#### [AIM OF THE TASK]
Take the lines below between the one holding "pub mod error;" and the one holding "pub faces: Vec<[u32;", inclusive, and copy them exactly. Add nothing.

#### [RECORDS FOR THIS TASK]
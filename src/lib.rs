pub mod error;
pub mod geometry;
pub mod io;
pub mod math;
pub mod mesh;
pub mod operations;
pub mod tessellation;

pub use error::{Result, SweepkitError};
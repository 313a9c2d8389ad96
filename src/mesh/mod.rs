//! Triangle mesh representations.
//!
//! ```text
//! SurfaceMesh   indexed vertices + triangles (+ optional vertex colours)
//! Solid         closed, outward-oriented SurfaceMesh
//! Compound      ordered collection of solids
//! Polyhedron    half-edge arena with explicit border half-edges
//! TriangleBvh   ray queries against a SurfaceMesh
//! ```

mod bvh;
mod polyhedron;
mod solid;

pub use bvh::{Ray, RayHit, TriangleBvh};
pub use polyhedron::{FaceData, FaceId, HalfedgeData, HalfedgeId, Polyhedron, VertexData, VertexId};
pub use solid::{Compound, Solid};

use std::collections::{HashMap, HashSet};

use crate::error::MeshError;
use crate::math::{Aabb, Point3, Vector3, TOLERANCE};

/// An 8-bit RGB colour.
#[derive(Debug, Clone, Copy, PartialEq, Eq, Hash)]
pub struct Rgb {
    pub r: u8,
    pub g: u8,
    pub b: u8,
}

impl Rgb {
    pub const WHITE: Self = Self::new(255, 255, 255);
    pub const RED: Self = Self::new(255, 0, 0);

    #[must_use]
    pub const fn new(r: u8, g: u8, b: u8) -> Self {
        Self { r, g, b }
    }
}

/// An indexed triangle mesh.
///
/// Triangles keep the vertex order they were built with; normals, volume
/// and exported facets all follow that order.
#[derive(Debug, Clone, Default, PartialEq)]
pub struct SurfaceMesh {
    /// Vertex positions.
    pub vertices: Vec<Point3>,
    /// Triangle vertex indices.
    pub faces: Vec<[u32; 3]>,
    /// Optional per-vertex colours, one per vertex when present.
    pub colors: Option<Vec<Rgb>>,
}

impl SurfaceMesh {
    /// Creates an empty mesh.
    #[must_use]
    pub fn new() -> Self {
        Self::default()
    }

    /// Creates a mesh from vertices and triangles, checking every index.
    ///
    /// # Errors
    ///
    /// Returns [`MeshError::IndexOutOfRange`] for a dangling index.
    pub fn from_parts(vertices: Vec<Point3>, faces: Vec<[u32; 3]>) -> Result<Self, MeshError> {
        let count = vertices.len();
        for (face, tri) in faces.iter().enumerate() {
            for &index in tri {
                if index as usize >= count {
                    return Err(MeshError::IndexOutOfRange {
                        face,
                        index: index as usize,
                        count,
                    });
                }
            }
        }
        Ok(Self {
            vertices,
            faces,
            colors: None,
        })
    }

    /// Appends a vertex and returns its index.
    #[allow(clippy::cast_possible_truncation)]
    pub fn add_vertex(&mut self, point: Point3) -> u32 {
        let index = self.vertices.len() as u32;
        self.vertices.push(point);
        if let Some(colors) = &mut self.colors {
            colors.push(Rgb::WHITE);
        }
        index
    }

    /// Appends a triangle.
    pub fn add_triangle(&mut self, a: u32, b: u32, c: u32) {
        self.faces.push([a, b, c]);
    }

    /// Number of vertices.
    #[must_use]
    pub fn vertex_count(&self) -> usize {
        self.vertices.len()
    }

    /// Number of triangles.
    #[must_use]
    pub fn face_count(&self) -> usize {
        self.faces.len()
    }

    /// Returns `true` if the mesh has no triangles.
    #[must_use]
    pub fn is_empty(&self) -> bool {
        self.faces.is_empty()
    }

    /// Corner positions of triangle `face` in stored order.
    #[must_use]
    pub fn triangle(&self, face: usize) -> [Point3; 3] {
        let [a, b, c] = self.faces[face];
        [
            self.vertices[a as usize],
            self.vertices[b as usize],
            self.vertices[c as usize],
        ]
    }

    /// Unit normal of triangle `face` by the right-hand rule, or `None` for
    /// a degenerate triangle.
    #[must_use]
    pub fn face_normal(&self, face: usize) -> Option<Vector3> {
        triangle_normal(&self.triangle(face))
    }

    /// Centroid of triangle `face`.
    #[must_use]
    pub fn face_centroid(&self, face: usize) -> Point3 {
        let [a, b, c] = self.triangle(face);
        Point3::from((a.coords + b.coords + c.coords) / 3.0)
    }

    /// Appends another mesh, offsetting its indices.
    #[allow(clippy::cast_possible_truncation)]
    pub fn merge(&mut self, other: &SurfaceMesh) {
        let offset = self.vertices.len() as u32;
        match (&mut self.colors, &other.colors) {
            (Some(mine), Some(theirs)) => mine.extend_from_slice(theirs),
            (Some(mine), None) => {
                mine.extend(std::iter::repeat(Rgb::WHITE).take(other.vertices.len()));
            }
            (None, Some(theirs)) => {
                let mut colors = vec![Rgb::WHITE; self.vertices.len()];
                colors.extend_from_slice(theirs);
                self.colors = Some(colors);
            }
            (None, None) => {}
        }
        self.vertices.extend_from_slice(&other.vertices);
        self.faces.extend(
            other
                .faces
                .iter()
                .map(|[a, b, c]| [a + offset, b + offset, c + offset]),
        );
    }

    /// Reverses the winding of every triangle.
    pub fn flip_orientation(&mut self) {
        for face in &mut self.faces {
            face.swap(1, 2);
        }
    }

    /// Signed enclosed volume by the divergence theorem.
    ///
    /// Sums `(1/6) * v0 . (v1 x v2)` over all triangles; positive when the
    /// triangles of a closed mesh face outward.
    #[must_use]
    pub fn signed_volume(&self) -> f64 {
        self.faces
            .iter()
            .map(|&[a, b, c]| {
                let v0 = self.vertices[a as usize].coords;
                let v1 = self.vertices[b as usize].coords;
                let v2 = self.vertices[c as usize].coords;
                v0.dot(&v1.cross(&v2))
            })
            .sum::<f64>()
            / 6.0
    }

    /// Total surface area.
    #[must_use]
    pub fn area(&self) -> f64 {
        (0..self.faces.len())
            .map(|f| {
                let [a, b, c] = self.triangle(f);
                (b - a).cross(&(c - a)).norm() / 2.0
            })
            .sum()
    }

    /// Bounding box of the vertices, or `None` for a mesh without vertices.
    #[must_use]
    pub fn bounding_box(&self) -> Option<Aabb> {
        Aabb::from_points(&self.vertices)
    }

    /// Directed triangle edges whose opposite edge is missing.
    ///
    /// A closed, consistently oriented mesh has none.
    #[must_use]
    pub fn boundary_edges(&self) -> Vec<(u32, u32)> {
        let directed: HashSet<(u32, u32)> = self.directed_edges().collect();
        self.directed_edges()
            .filter(|&(a, b)| !directed.contains(&(b, a)))
            .collect()
    }

    /// Returns `true` if every edge has a matching opposite edge.
    #[must_use]
    pub fn is_closed(&self) -> bool {
        !self.is_empty() && self.boundary_edges().is_empty()
    }

    /// For each triangle, the triangles sharing one of its edges.
    #[must_use]
    pub fn face_adjacency(&self) -> Vec<Vec<usize>> {
        let mut by_edge: HashMap<(u32, u32), Vec<usize>> = HashMap::new();
        for (f, &[a, b, c]) in self.faces.iter().enumerate() {
            for (u, v) in [(a, b), (b, c), (c, a)] {
                by_edge.entry((u.min(v), u.max(v))).or_default().push(f);
            }
        }
        let mut adjacency = vec![Vec::new(); self.faces.len()];
        for faces in by_edge.values() {
            for &f in faces {
                for &g in faces {
                    if f != g && !adjacency[f].contains(&g) {
                        adjacency[f].push(g);
                    }
                }
            }
        }
        adjacency
    }

    fn directed_edges(&self) -> impl Iterator<Item = (u32, u32)> + '_ {
        self.faces
            .iter()
            .flat_map(|&[a, b, c]| [(a, b), (b, c), (c, a)])
    }
}

/// Unit normal of a triangle by the right-hand rule over its corner order.
#[must_use]
pub fn triangle_normal(tri: &[Point3; 3]) -> Option<Vector3> {
    let n = (tri[1] - tri[0]).cross(&(tri[2] - tri[0]));
    let len = n.norm();
    (len > TOLERANCE).then(|| n / len)
}

#[cfg(test)]
#[allow(clippy::unwrap_used)]
pub(crate) mod tests {
    use super::*;

    /// Unit tetrahedron with outward-facing triangles.
    pub(crate) fn tetrahedron() -> SurfaceMesh {
        SurfaceMesh::from_parts(
            vec![
                Point3::new(0.0, 0.0, 0.0),
                Point3::new(1.0, 0.0, 0.0),
                Point3::new(0.0, 1.0, 0.0),
                Point3::new(0.0, 0.0, 1.0),
            ],
            vec![[0, 2, 1], [0, 1, 3], [0, 3, 2], [1, 2, 3]],
        )
        .unwrap()
    }

    #[test]
    fn tetrahedron_volume_and_closure() {
        let mesh = tetrahedron();
        assert!((mesh.signed_volume() - 1.0 / 6.0).abs() < 1e-12);
        assert!(mesh.is_closed());
    }

    #[test]
    fn flipping_negates_volume() {
        let mut mesh = tetrahedron();
        mesh.flip_orientation();
        assert!((mesh.signed_volume() + 1.0 / 6.0).abs() < 1e-12);
    }

    #[test]
    fn removing_a_face_opens_three_edges() {
        let mut mesh = tetrahedron();
        mesh.faces.pop();
        assert!(!mesh.is_closed());
        assert_eq!(mesh.boundary_edges().len(), 3);
    }

    #[test]
    fn dangling_index_rejected() {
        let result = SurfaceMesh::from_parts(vec![Point3::origin()], vec![[0, 1, 2]]);
        assert!(matches!(
            result,
            Err(MeshError::IndexOutOfRange {
                face: 0,
                index: 1,
                count: 1
            })
        ));
    }

    #[test]
    fn merge_offsets_indices_and_fills_colors() {
        let mut a = tetrahedron();
        a.colors = Some(vec![Rgb::RED; 4]);
        let b = tetrahedron();
        a.merge(&b);
        assert_eq!(a.vertex_count(), 8);
        assert_eq!(a.faces[4], [4, 6, 5]);
        let colors = a.colors.as_ref().unwrap();
        assert_eq!(colors.len(), 8);
        assert_eq!(colors[7], Rgb::WHITE);
    }

    #[test]
    fn every_tetrahedron_face_has_three_neighbours() {
        let adjacency = tetrahedron().face_adjacency();
        assert!(adjacency.iter().all(|n| n.len() == 3));
    }

    #[test]
    fn face_normal_follows_right_hand_rule() {
        let mesh = tetrahedron();
        let n = mesh.face_normal(0).unwrap();
        assert!((n + Vector3::z()).norm() < 1e-12);
    }
}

#### [RESULT FOR THIS TASK]
pub mod error;
pub mod geometry;
pub mod io;
pub mod math;
pub mod mesh;
pub mod operations;
pub mod tessellation;

pub use error::{Result, SweepkitError};
repository 313a9c2d8389ad96
filename src/mesh/mod.rs
//! Triangle mesh representations.
//!
//! ```text
//! SurfaceMesh   indexed vertices + triangles (+ optional vertex colours)
//! Solid         closed, outward-oriented SurfaceMesh
//! Compound      ordered collection of solids
//! Polyhedron    half-edge arena with explicit border half-edges
//! TriangleBvh   ray queries against a SurfaceMesh
//! ```

mod bvh;
mod polyhedron;
mod solid;

pub use bvh::{Ray, RayHit, TriangleBvh};
pub use polyhedron::{FaceData, FaceId, HalfedgeData, HalfedgeId, Polyhedron, VertexData, VertexId};
pub use solid::{Compound, Solid};

use std::collections::{HashMap, HashSet};

use crate::error::MeshError;
use crate::math::{Aabb, Point3, Vector3, TOLERANCE};

/// An 8-bit RGB colour.
#[derive(Debug, Clone, Copy, PartialEq, Eq, Hash)]
pub struct Rgb {
    pub r: u8,
    pub g: u8,
    pub b: u8,
}

impl Rgb {
    pub const WHITE: Self = Self::new(255, 255, 255);
    pub const RED: Self = Self::new(255, 0, 0);

    #[must_use]
    pub const fn new(r: u8, g: u8, b: u8) -> Self {
        Self { r, g, b }
    }
}

/// An indexed triangle mesh.
///
/// Triangles keep the vertex order they were built with; normals, volume
/// and exported facets all follow that order.
#[derive(Debug, Clone, Default, PartialEq)]
pub struct SurfaceMesh {
    /// Vertex positions.
    pub vertices: Vec<Point3>,
    /// Triangle vertex indices.
    pub faces: Vec<[u32; 3]>,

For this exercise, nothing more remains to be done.